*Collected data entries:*

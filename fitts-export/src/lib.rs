pub mod error;
pub mod sink;
pub mod table;
pub mod time;

pub use error::{ExportError, Result};
pub use sink::{DataSink, Exporter, FileSink, MemorySink, export_filename};
pub use table::{ExportedRow, HEADER, read_rows, write_trials};
pub use time::{TimeFormat, format_elapsed, parse_elapsed};
pub mod timer;

pub use timer::{HighPrecisionTimer, ManualTimer, Timer};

*Exercise details:* Each record, from first to last, should be returned verbatim.

*Solution:*
filename fitts-export/src/lib.rs
pub mod error;
pub mod sink;
pub mod table;
pub mod time;

pub use error::{ExportError, Result};
pub use sink::{DataSink, Exporter, FileSink, MemorySink, export_filename};
pub use table::{ExportedRow, HEADER, read_rows, write_trials};
pub use time::{TimeFormat, format_elapsed, parse_elapsed};
pub mod timer;

pub use timer::{HighPrecisionTimer, ManualTimer, Timer};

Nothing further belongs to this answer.